Gen AI’s emotions are still developing
A young child undergoes tricky emotional development in its Terrible Twos and isn’t yet able to regulate its emotions effectively. I’m not the first person and I won’t be the last to point out that ChatGPT and other gen AI writing tools also lack sophisticated emotional intelligence.
When I first started my editing and writing career at an agency in 2017, the first lesson I learned was that typos and inconsistency ruin a brand’s reputation. It’s hard to be taken seriously as a brand if you commit these copy crimes. Of course, my colleagues also used to acknowledge that everyone is human, and mistakes slip through QA.
Now, eight years later, I’m almost relieved to spot typos when I read online copy. It means that a human (a real mind) has crafted the content. Mistakes show our quirks and personalities as humans with emotions. I’m now more likely to take that brand seriously because it values its products enough to understand
a) if AI can write its USPs, these probably aren’t really USPs – AI just scrapes and steals information from other websites
b) only creative human minds can find unique angles that tap into a consumer’s emotions and struggles
A talented writer doesn’t just create grammatically correct sentences; they create worlds. And consumers only buy into worlds if the copy is effective, personal, and researched enough.

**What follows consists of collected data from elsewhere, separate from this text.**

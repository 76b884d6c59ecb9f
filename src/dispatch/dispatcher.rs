//! 任务分发状态机
//!
//! Submitting → AwaitingFirstWindow → Polling →（NoResultYet 时）PostFailureCleanup
//!
//! - 提交失败（网络 / 非 2xx / 无 JobID / token 获取失败）直接终止为 SubmissionFailed，不重试
//! - 先等待一个窗口，之后最多查询 MAX_POLL_ATTEMPTS 次，两次查询之间同样等待一个窗口（最后一次之后不再等待）
//! - 查询出错或没有带输出的执行记录都视为“尚未就绪”；有多条带输出的记录时取列表中最后一条
//! - 用尽次数后返回 NoResultYet，并在后台发出一次取消请求；取消失败只记录日志
//!
//! 分发一旦开始无法从外部中止。

use std::sync::Arc;
use std::time::Duration;

use tokio::task::JoinHandle;

use crate::config::OrchestratorConfig;
use crate::core::BotError;
use crate::dispatch::{JobOutcome, JobSubmission};
use crate::orchestrator::{Execution, HttpOrchestrator, OrchestratorClient};

/// 查询次数上限，与等待窗口长度无关
pub const MAX_POLL_ATTEMPTS: usize = 5;

/// graceful_stop 时取消前的宽限期
pub const CANCEL_GRACE: Duration = Duration::from_secs(40);

pub const CANCEL_REASON: &str =
    "Job was cancelled by the bot after no results were returned in time";

#[derive(Clone)]
pub struct JobDispatcher {
    client: Arc<dyn OrchestratorClient>,
}

impl JobDispatcher {
    pub fn new(client: Arc<dyn OrchestratorClient>) -> Self {
        Self { client }
    }

    /// 用校验后的配置构造 Bacalhau HTTP 客户端
    pub fn from_config(cfg: OrchestratorConfig) -> Result<Self, BotError> {
        Ok(Self::new(Arc::new(HttpOrchestrator::new(cfg)?)))
    }

    pub fn client(&self) -> Arc<dyn OrchestratorClient> {
        Arc::clone(&self.client)
    }

    /// 分发一个任务直到终态；取消请求在后台进行，不等待
    pub async fn dispatch(&self, submission: JobSubmission) -> JobOutcome {
        let (outcome, _cleanup) = self.dispatch_with_cleanup(submission).await;
        outcome
    }

    /// 同 dispatch，另外返回后台取消任务的句柄（仅 NoResultYet 时存在）
    pub async fn dispatch_with_cleanup(
        &self,
        submission: JobSubmission,
    ) -> (JobOutcome, Option<JoinHandle<()>>) {
        let kind = submission.kind;

        let token = if self.client.requires_auth() {
            match self.client.auth_token().await {
                Ok(t) => Some(t),
                Err(e) => {
                    tracing::warn!("[{}] could not obtain orchestrator token: {}", kind, e);
                    return (
                        JobOutcome::SubmissionFailed {
                            reason: e.to_string(),
                        },
                        None,
                    );
                }
            }
        } else {
            None
        };

        let job_id = match self.client.submit(&submission.payload, token.as_deref()).await {
            Ok(id) => id,
            Err(e) => {
                tracing::warn!("[{}] job submission failed: {}", kind, e);
                return (
                    JobOutcome::SubmissionFailed {
                        reason: e.to_string(),
                    },
                    None,
                );
            }
        };
        tracing::info!("[{}] submitted job {}", kind, job_id);

        let window = Duration::from_secs(submission.wait_secs);
        match self.await_result(&job_id, window, token.as_deref()).await {
            Some(exec) => {
                tracing::info!("[{}] job {} produced output in execution {}", kind, job_id, exec.id);
                (
                    JobOutcome::Succeeded {
                        job_id,
                        execution_id: exec.id,
                        stdout: exec.stdout,
                    },
                    None,
                )
            }
            None => {
                tracing::info!(
                    "[{}] job {} has no results after {} attempts, giving up",
                    kind,
                    job_id,
                    MAX_POLL_ATTEMPTS
                );
                let cleanup = self.spawn_cancel(job_id.clone(), submission.graceful_stop, token);
                (JobOutcome::NoResultYet { job_id }, Some(cleanup))
            }
        }
    }

    async fn await_result(
        &self,
        job_id: &str,
        window: Duration,
        token: Option<&str>,
    ) -> Option<Execution> {
        tokio::time::sleep(window).await;

        for attempt in 1..=MAX_POLL_ATTEMPTS {
            match self.client.list_executions(job_id, token).await {
                Ok(executions) => {
                    if let Some(exec) = last_with_output(executions) {
                        return Some(exec);
                    }
                    tracing::debug!("job {} not ready (attempt {}/{})", job_id, attempt, MAX_POLL_ATTEMPTS);
                }
                Err(e) => {
                    tracing::warn!(
                        "job {} result query failed (attempt {}/{}): {}",
                        job_id,
                        attempt,
                        MAX_POLL_ATTEMPTS,
                        e
                    );
                }
            }
            if attempt < MAX_POLL_ATTEMPTS {
                tokio::time::sleep(window).await;
            }
        }
        None
    }

    fn spawn_cancel(&self, job_id: String, graceful: bool, token: Option<String>) -> JoinHandle<()> {
        let client = Arc::clone(&self.client);
        tokio::spawn(async move {
            if graceful {
                tokio::time::sleep(CANCEL_GRACE).await;
            }
            match client.cancel(&job_id, CANCEL_REASON, token.as_deref()).await {
                Ok(eval) => tracing::info!("cancelled job {} (evaluation {})", job_id, eval),
                Err(e) => tracing::error!("could not cancel job {}: {}", job_id, e),
            }
        })
    }
}

/// 列表中最后一条有输出的执行记录（只有空白的 stdout 不算）
fn last_with_output(executions: Vec<Execution>) -> Option<Execution> {
    executions.into_iter().rev().find(Execution::has_output)
}

#[cfg(test)]
mod tests {
    use super::*;
    use std::sync::atomic::Ordering;

    use tokio::time::Instant;

    use crate::command::CommandKind;
    use crate::orchestrator::{PollScript, ScriptedOrchestrator};

    const WINDOW: u64 = 30;

    fn submission(graceful_stop: bool) -> JobSubmission {
        JobSubmission {
            payload: br#"{"Job":{}}"#.to_vec(),
            wait_secs: WINDOW,
            graceful_stop,
            kind: CommandKind::RunJobFile,
        }
    }

    fn windows(n: u64) -> Duration {
        Duration::from_secs(WINDOW * n)
    }

    #[tokio::test(start_paused = true)]
    async fn test_success_on_third_poll() {
        let orch = Arc::new(
            ScriptedOrchestrator::new("j-1")
                .then_not_ready()
                .then_poll(PollScript::Executions(vec![Execution::new("e-0", "")]))
                .then_poll(PollScript::Executions(vec![Execution::new("e-3", "hotdog")])),
        );
        let dispatcher = JobDispatcher::new(orch.clone());

        let start = Instant::now();
        let outcome = dispatcher.dispatch(submission(false)).await;
        let elapsed = start.elapsed();

        assert_eq!(
            outcome,
            JobOutcome::Succeeded {
                job_id: "j-1".to_string(),
                execution_id: "e-3".to_string(),
                stdout: "hotdog".to_string(),
            }
        );
        assert_eq!(orch.poll_calls.load(Ordering::SeqCst), 3);
        assert!(elapsed >= windows(3) && elapsed < windows(4), "{elapsed:?}");
        assert_eq!(orch.cancel_calls.load(Ordering::SeqCst), 0);
    }

    #[tokio::test(start_paused = true)]
    async fn test_picks_last_execution_with_output() {
        let orch = Arc::new(ScriptedOrchestrator::new("j-1").then_poll(PollScript::Executions(vec![
            Execution::new("e-1", "first"),
            Execution::new("e-2", "second"),
            Execution::new("e-3", ""),
        ])));
        let outcome = JobDispatcher::new(orch.clone()).dispatch(submission(false)).await;
        match outcome {
            JobOutcome::Succeeded { execution_id, stdout, .. } => {
                assert_eq!(execution_id, "e-2");
                assert_eq!(stdout, "second");
            }
            other => panic!("Expected Succeeded, got {other:?}"),
        }
    }

    #[tokio::test(start_paused = true)]
    async fn test_whitespace_stdout_is_not_ready() {
        let orch = Arc::new(
            ScriptedOrchestrator::new("j-1")
                .then_poll(PollScript::Executions(vec![Execution::new("e-1", "\n")]))
                .then_poll(PollScript::Executions(vec![
                    Execution::new("e-1", "\n"),
                    Execution::new("e-2", "cat\n"),
                    Execution::new("e-3", "  \n"),
                ])),
        );
        let outcome = JobDispatcher::new(orch.clone()).dispatch(submission(false)).await;
        match outcome {
            JobOutcome::Succeeded { execution_id, .. } => assert_eq!(execution_id, "e-2"),
            other => panic!("Expected Succeeded, got {other:?}"),
        }
        assert_eq!(orch.poll_calls.load(Ordering::SeqCst), 2);
    }

    #[tokio::test(start_paused = true)]
    async fn test_poll_errors_do_not_abort() {
        let orch = Arc::new(
            ScriptedOrchestrator::new("j-1")
                .then_poll(PollScript::Transport)
                .then_poll(PollScript::Status(500))
                .then_poll(PollScript::Executions(vec![Execution::new("e-1", "ok")])),
        );
        let outcome = JobDispatcher::new(orch.clone()).dispatch(submission(false)).await;
        assert!(outcome.is_success());
        assert_eq!(orch.poll_calls.load(Ordering::SeqCst), 3);
    }

    #[tokio::test(start_paused = true)]
    async fn test_no_result_after_five_attempts_cancels_once() {
        let orch = Arc::new(ScriptedOrchestrator::new("j-9"));
        let dispatcher = JobDispatcher::new(orch.clone());

        let start = Instant::now();
        let (outcome, cleanup) = dispatcher.dispatch_with_cleanup(submission(false)).await;
        let elapsed = start.elapsed();

        assert_eq!(
            outcome,
            JobOutcome::NoResultYet {
                job_id: "j-9".to_string()
            }
        );
        assert_eq!(orch.poll_calls.load(Ordering::SeqCst), MAX_POLL_ATTEMPTS);
        assert!(elapsed >= windows(5) && elapsed < windows(6), "{elapsed:?}");

        cleanup.expect("cleanup task").await.unwrap();
        assert_eq!(orch.cancel_calls.load(Ordering::SeqCst), 1);
        assert_eq!(orch.cancel_reasons(), vec![CANCEL_REASON.to_string()]);
    }

    #[tokio::test(start_paused = true)]
    async fn test_graceful_cancel_waits_grace_period() {
        let orch = Arc::new(ScriptedOrchestrator::new("j-9"));
        let (_, cleanup) = JobDispatcher::new(orch.clone())
            .dispatch_with_cleanup(submission(true))
            .await;

        let before = Instant::now();
        cleanup.expect("cleanup task").await.unwrap();
        assert!(before.elapsed() >= CANCEL_GRACE);
        assert_eq!(orch.cancel_calls.load(Ordering::SeqCst), 1);
    }

    #[tokio::test(start_paused = true)]
    async fn test_cancel_failure_is_swallowed() {
        let orch = Arc::new(ScriptedOrchestrator::new("j-9").cancel_fails());
        let (outcome, cleanup) = JobDispatcher::new(orch.clone())
            .dispatch_with_cleanup(submission(false))
            .await;
        cleanup.expect("cleanup task").await.unwrap();
        assert!(matches!(outcome, JobOutcome::NoResultYet { .. }));
        assert_eq!(orch.cancel_calls.load(Ordering::SeqCst), 1);
    }

    #[tokio::test(start_paused = true)]
    async fn test_submit_failure_skips_polling() {
        let orch = Arc::new(ScriptedOrchestrator::failing_submit(503));
        let start = Instant::now();
        let outcome = JobDispatcher::new(orch.clone()).dispatch(submission(false)).await;

        assert!(matches!(outcome, JobOutcome::SubmissionFailed { .. }));
        assert_eq!(orch.submit_calls.load(Ordering::SeqCst), 1);
        assert_eq!(orch.poll_calls.load(Ordering::SeqCst), 0);
        assert_eq!(start.elapsed(), Duration::ZERO);
    }

    #[tokio::test(start_paused = true)]
    async fn test_missing_job_id_is_submission_failure() {
        let orch = Arc::new(ScriptedOrchestrator::missing_job_id());
        let outcome = JobDispatcher::new(orch.clone()).dispatch(submission(false)).await;
        match outcome {
            JobOutcome::SubmissionFailed { reason } => assert!(reason.contains("JobID")),
            other => panic!("Expected SubmissionFailed, got {other:?}"),
        }
        assert_eq!(orch.poll_calls.load(Ordering::SeqCst), 0);
    }

    #[tokio::test(start_paused = true)]
    async fn test_secure_token_is_reused() {
        let orch = Arc::new(
            ScriptedOrchestrator::new("j-1")
                .secure(false)
                .then_poll(PollScript::Executions(vec![Execution::new("e-1", "done")])),
        );
        let outcome = JobDispatcher::new(orch.clone()).dispatch(submission(false)).await;
        assert!(outcome.is_success());
        assert_eq!(orch.token_calls.load(Ordering::SeqCst), 1);
        assert!(orch
            .tokens_seen()
            .iter()
            .all(|t| t.as_deref() == Some("scripted-token")));
    }

    #[tokio::test(start_paused = true)]
    async fn test_token_failure_is_submission_failure() {
        let orch = Arc::new(ScriptedOrchestrator::new("j-1").secure(true));
        let outcome = JobDispatcher::new(orch.clone()).dispatch(submission(false)).await;
        assert!(matches!(outcome, JobOutcome::SubmissionFailed { .. }));
        assert_eq!(orch.submit_calls.load(Ordering::SeqCst), 0);
    }
}
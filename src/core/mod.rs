//! 核心层：错误类型、后台任务池

pub mod error;
pub mod task_scheduler;

pub use error::BotError;
pub use task_scheduler::{TaskId, TaskPool};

There’s also a discrepancy between how quickly it takes to train an AI model and how quickly a human can change their mind. Humans are fickle. We change our emotions and beliefs quickly and irrationally. That’s why companies must also develop and update their products quickly to avoid becoming irrelevant. I’ve worked at companies in the healthcare and tech spaces, where products change almost every week and it’s been critical as a copywriter and marketer to adapt my messaging and copy to respect these changes.
Emotionally immature AI tools like ChatGPT in their current state are not equipped to effectively keep up with many real-time human and product developments. These tools can scrape the consumer sentiment that exists online, through Reddit posts and reviews, and but they can’t scrape the conversations good copywriters have as they work closely with stakeholders, product teams, and customers to ensure the copy always aligns with the latest consumer behavior.
My reassurance to writers
Yuval Noah Harari wrote in his book 21 Lessons for the 21st Century: “It is much harder to struggle against irrelevance than against exploitation.” He was referring to the threat of technology taking over human jobs.
I empathize with writers and marketers who are scared about losing their jobs – and with anyone in any sector who is nervous about the implications of AI on their job. But my reassurance to writers is that they will always be more effective in writing customer-facing copy because:
- Your emotional intelligence helps create strong brand connections with consumers
- You write based on data, numbers, and on real conversations that can’t always be scraped from the internet
- What you write might be based on inspiration, but it’s not imitation
- You make mistakes, but you don’t hallucinate
- Your carbon footprint is considerably lower
It’s important for writers to remind themselves, clients, and employers that you can and absolutely should leverage gen AI for lower-risk non-client-facing use cases, such as early-stage ideation and brainstorming. Any use case that could sabotage consumer trust or cause customer outrage – as we have witnessed – is where copywriters must keep writing.
Leave the tantrums, defiance, growing pains, and confusion to ChatGPT and friends, and let creatives to do the work while we wait to see if these tools ever come of age.